The problem is, I hate to say this, but we're not across the finish line yet.
Both Biden and McCarthy need to sell this deal to their respective parties.
And there are some Republicans, especially on the right wing, who are like, we want more cuts
and we are opposed to this deal because Congress needs to approve it.
The House will vote on it tomorrow.
And then the Senate will vote on it a couple of days after that.
And it's, it's, they think they have enough votes to get this done, but it's not a hundred percent a slam dunk.
I still think you do not want to be, I mean, there are, these lawmakers exist.
But I can't imagine you will be a lawmaker that blocks this deal from going through and we end up hitting June 5th.
Right.
I think that how they're going to sell it to their constituents is basically this is kicking the can down the road because it comes due in 2025, which is after the next presidential election.

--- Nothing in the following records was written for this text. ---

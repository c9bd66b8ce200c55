use async_trait::async_trait;
use sqlx::PgPool;
use uuid::Uuid;

use crate::error::{AppError, AppResult};
use crate::models::{NewTicket, OrgId, Ticket, TicketStatus, TicketUpdate, UserId};
use crate::validation::Validated;

const ENTITY: &str = "Ticket";
const COLUMNS: &str =
    "id, title, description, status, priority, owner_id, organization_id, created_at, updated_at";

#[cfg_attr(test, mockall::automock)]
#[async_trait]
pub trait TicketRepository: Send + Sync {
    /// Inserts a ticket in the `Open` state.
    async fn create_ticket(&self, payload: Validated<NewTicket>) -> AppResult<Ticket>;

    async fn get_ticket_by_id(&self, org: &OrgId, id: Uuid) -> AppResult<Ticket>;

    async fn get_tickets_by_owner(&self, org: &OrgId, owner: &UserId) -> AppResult<Vec<Ticket>>;

    async fn get_all_tickets_in_organization(
        &self,
        org: &OrgId,
        status: Option<TicketStatus>,
    ) -> AppResult<Vec<Ticket>>;

    async fn update_ticket(
        &self,
        org: &OrgId,
        payload: Validated<TicketUpdate>,
    ) -> AppResult<Ticket>;

    /// Deletes the ticket together with its conversation and screenshot rows.
    async fn delete_ticket(&self, org: &OrgId, id: Uuid) -> AppResult<()>;
}

pub struct PgTicketRepository {
    pool: PgPool,
}

impl PgTicketRepository {
    pub fn new(pool: PgPool) -> Self {
        Self { pool }
    }
}

#[async_trait]
impl TicketRepository for PgTicketRepository {
    async fn create_ticket(&self, payload: Validated<NewTicket>) -> AppResult<Ticket> {
        let sql = format!(
            "INSERT INTO tickets (title, description, status, priority, owner_id, organization_id) \
             VALUES ($1, $2, $3, $4, $5, $6) RETURNING {}",
            COLUMNS
        );
        sqlx::query_as::<_, Ticket>(&sql)
            .bind(&payload.title)
            .bind(&payload.description)
            .bind(TicketStatus::Open)
            .bind(payload.priority)
            .bind(&payload.owner_id)
            .bind(&payload.organization_id)
            .fetch_one(&self.pool)
            .await
            .map_err(|e| AppError::from_db(e, ENTITY))
    }

    async fn get_ticket_by_id(&self, org: &OrgId, id: Uuid) -> AppResult<Ticket> {
        let sql = format!(
            "SELECT {} FROM tickets WHERE id = $1 AND organization_id = $2",
            COLUMNS
        );
        sqlx::query_as::<_, Ticket>(&sql)
            .bind(id)
            .bind(org.as_str())
            .fetch_optional(&self.pool)
            .await?
            .ok_or_else(|| AppError::not_found(ENTITY))
    }

    async fn get_tickets_by_owner(&self, org: &OrgId, owner: &UserId) -> AppResult<Vec<Ticket>> {
        let sql = format!(
            "SELECT {} FROM tickets WHERE organization_id = $1 AND owner_id = $2 \
             ORDER BY created_at DESC",
            COLUMNS
        );
        let rows = sqlx::query_as::<_, Ticket>(&sql)
            .bind(org.as_str())
            .bind(owner.as_str())
            .fetch_all(&self.pool)
            .await?;
        Ok(rows)
    }

    async fn get_all_tickets_in_organization(
        &self,
        org: &OrgId,
        status: Option<TicketStatus>,
    ) -> AppResult<Vec<Ticket>> {
        let sql = format!(
            "SELECT {} FROM tickets WHERE organization_id = $1 \
             AND ($2::text IS NULL OR status = $2) \
             ORDER BY created_at DESC",
            COLUMNS
        );
        let rows = sqlx::query_as::<_, Ticket>(&sql)
            .bind(org.as_str())
            .bind(status)
            .fetch_all(&self.pool)
            .await?;
        Ok(rows)
    }

    async fn update_ticket(
        &self,
        org: &OrgId,
        payload: Validated<TicketUpdate>,
    ) -> AppResult<Ticket> {
        let sql = format!(
            "UPDATE tickets SET \
             title = COALESCE($3, title), \
             description = COALESCE($4, description), \
             status = COALESCE($5, status), \
             priority = COALESCE($6, priority), \
             updated_at = NOW() \
             WHERE id = $1 AND organization_id = $2 \
             RETURNING {}",
            COLUMNS
        );
        sqlx::query_as::<_, Ticket>(&sql)
            .bind(payload.id)
            .bind(org.as_str())
            .bind(payload.title.as_deref())
            .bind(payload.description.as_deref())
            .bind(payload.status)
            .bind(payload.priority)
            .fetch_optional(&self.pool)
            .await
            .map_err(|e| AppError::from_db(e, ENTITY))?
            .ok_or_else(|| AppError::not_found(ENTITY))
    }

    async fn delete_ticket(&self, org: &OrgId, id: Uuid) -> AppResult<()> {
        let rows_affected =
            sqlx::query("DELETE FROM tickets WHERE id = $1 AND organization_id = $2")
                .bind(id)
                .bind(org.as_str())
                .execute(&self.pool)
                .await?
                .rows_affected();

        if rows_affected == 0 {
            return Err(AppError::not_found(ENTITY));
        }
        Ok(())
    }
}
use chrono::{DateTime, Utc};
use sqlx::FromRow;
use uuid::Uuid;

use crate::validation::{Validate, ValidationErrors, Validator};

pub const MAX_SCREENSHOT_BYTES: usize = 8 * 1024 * 1024;
pub const MAX_SCREENSHOTS_PER_TICKET: i64 = 4;
pub const ACCEPTED_IMAGE_TYPES: &[&str] = &["image/jpeg", "image/png"];

#[derive(Debug, Clone, PartialEq, FromRow)]
pub struct TicketScreenshot {
    pub id: Uuid,
    pub ticket_id: Uuid,
    pub storage_key: String,
    pub content_type: String,
    pub size_bytes: i64,
    pub organization_id: String,
    pub created_at: DateTime<Utc>,
}

/// Metadata row written after the bytes are stored.
#[derive(Debug, Clone, PartialEq)]
pub struct NewTicketScreenshot {
    pub id: Uuid,
    pub ticket_id: Uuid,
    pub storage_key: String,
    pub content_type: String,
    pub size_bytes: i64,
    pub organization_id: String,
}

/// An image received from a client, before it is stored.
#[derive(Debug, Clone, PartialEq)]
pub struct ScreenshotUpload {
    pub content_type: String,
    pub data: Vec<u8>,
}

impl Validate for ScreenshotUpload {
    fn validate(&self) -> Result<(), ValidationErrors> {
        let mut v = Validator::new();
        if !ACCEPTED_IMAGE_TYPES.contains(&self.content_type.as_str()) {
            v.add("content_type", "Only .jpg and .png files are accepted");
        }
        if self.data.is_empty() {
            v.add("data", "Image must not be empty");
        } else if self.data.len() >= MAX_SCREENSHOT_BYTES {
            v.add("data", "Max image size is 8MB");
        }
        v.finish()
    }
}

impl Validate for NewTicketScreenshot {
    fn validate(&self) -> Result<(), ValidationErrors> {
        let mut v = Validator::new();
        if !ACCEPTED_IMAGE_TYPES.contains(&self.content_type.as_str()) {
            v.add("content_type", "Only .jpg and .png files are accepted");
        }
        v.text("storage_key", "Storage key", &self.storage_key, 1, 1024)
            .org_id("organization_id", &self.organization_id)
            .finish()
    }
}

pub fn too_many_screenshots() -> ValidationErrors {
    ValidationErrors::single(
        "screenshots",
        format!(
            "A ticket can have at most {} screenshots",
            MAX_SCREENSHOTS_PER_TICKET
        ),
    )
}

/// Object key for a screenshot: `{org}/tickets/{ticket}/{screenshot}`.
pub fn screenshot_storage_key(organization_id: &str, ticket_id: Uuid, id: Uuid) -> String {
    format!("{}/tickets/{}/{}", organization_id, ticket_id, id)
}

#[cfg(test)]
mod tests {
    use super::*;
    use rstest::rstest;

    #[rstest]
    #[case("image/png", 1024, None, None)]
    #[case("image/jpeg", MAX_SCREENSHOT_BYTES - 1, None, None)]
    #[case("image/png", MAX_SCREENSHOT_BYTES, None, Some("Max image size is 8MB"))]
    #[case("image/gif", 10, Some("Only .jpg and .png files are accepted"), None)]
    #[case("application/pdf", 0, Some("Only .jpg and .png files are accepted"), Some("Image must not be empty"))]
    fn test_upload_rules(
        #[case] content_type: &str,
        #[case] size: usize,
        #[case] type_error: Option<&str>,
        #[case] size_error: Option<&str>,
    ) {
        let upload = ScreenshotUpload {
            content_type: content_type.to_string(),
            data: vec![0u8; size],
        };
        let result = upload.validate();
        let err = result.as_ref().err();
        assert_eq!(err.and_then(|e| e.message_for("content_type")), type_error);
        assert_eq!(err.and_then(|e| e.message_for("data")), size_error);
    }

    #[test]
    fn test_storage_key_layout() {
        let ticket = Uuid::nil();
        let id = Uuid::nil();
        assert_eq!(
            screenshot_storage_key("org_2abcdefghijklmnopqrstuvwxyz", ticket, id),
            "org_2abcdefghijklmnopqrstuvwxyz/tickets/00000000-0000-0000-0000-000000000000/00000000-0000-0000-0000-000000000000"
        );
    }
}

So I think both parties can both leaders can come to their parties and say, hey, we're probably going to win the White House next year.
Then we can do what we want to do with this.
So I think that's how they'll sell it if I were in their shoes.
Because, yeah, it is, no one wants to hold it up, but I can see how that can be kind of the selling point.
We need to abolish the debt ceiling.
That is my position.
I don't take a lot of positions.
That is one I have.
Let's move on.
So there's this lawyer named Stephen Schwartz.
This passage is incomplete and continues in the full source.